(Records drawn from a dataset)
══════
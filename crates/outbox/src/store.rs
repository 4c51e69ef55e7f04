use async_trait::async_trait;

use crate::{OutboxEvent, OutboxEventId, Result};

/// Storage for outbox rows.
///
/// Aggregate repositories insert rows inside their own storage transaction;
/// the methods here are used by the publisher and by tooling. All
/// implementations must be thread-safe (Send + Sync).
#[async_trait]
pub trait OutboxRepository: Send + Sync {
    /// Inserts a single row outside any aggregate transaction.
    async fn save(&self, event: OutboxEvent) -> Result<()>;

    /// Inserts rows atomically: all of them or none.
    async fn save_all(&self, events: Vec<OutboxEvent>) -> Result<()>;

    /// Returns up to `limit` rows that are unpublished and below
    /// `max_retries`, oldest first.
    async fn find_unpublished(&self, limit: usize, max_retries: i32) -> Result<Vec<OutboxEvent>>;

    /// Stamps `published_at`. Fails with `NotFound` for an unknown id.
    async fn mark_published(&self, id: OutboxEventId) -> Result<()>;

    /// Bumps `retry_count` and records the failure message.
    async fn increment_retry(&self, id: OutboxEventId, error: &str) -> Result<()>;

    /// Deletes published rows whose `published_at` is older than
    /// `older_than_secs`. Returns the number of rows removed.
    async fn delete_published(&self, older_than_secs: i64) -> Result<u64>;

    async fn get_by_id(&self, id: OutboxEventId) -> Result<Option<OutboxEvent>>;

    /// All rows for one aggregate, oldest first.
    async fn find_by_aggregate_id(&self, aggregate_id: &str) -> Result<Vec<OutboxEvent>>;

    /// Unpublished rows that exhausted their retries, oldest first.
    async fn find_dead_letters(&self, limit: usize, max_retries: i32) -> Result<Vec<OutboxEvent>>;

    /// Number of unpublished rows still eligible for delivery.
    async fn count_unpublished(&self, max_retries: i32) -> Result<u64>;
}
══════
Print exactly the lines between the line with "async fn delete_published(&self, older_than_secs: i64)" and the final line of the records above, both included.

    async fn delete_published(&self, older_than_secs: i64) -> Result<u64>;

    async fn get_by_id(&self, id: OutboxEventId) -> Result<Option<OutboxEvent>>;

    /// All rows for one aggregate, oldest first.
    async fn find_by_aggregate_id(&self, aggregate_id: &str) -> Result<Vec<OutboxEvent>>;

    /// Unpublished rows that exhausted their retries, oldest first.
    async fn find_dead_letters(&self, limit: usize, max_retries: i32) -> Result<Vec<OutboxEvent>>;

    /// Number of unpublished rows still eligible for delivery.
    async fn count_unpublished(&self, max_retries: i32) -> Result<u64>;
}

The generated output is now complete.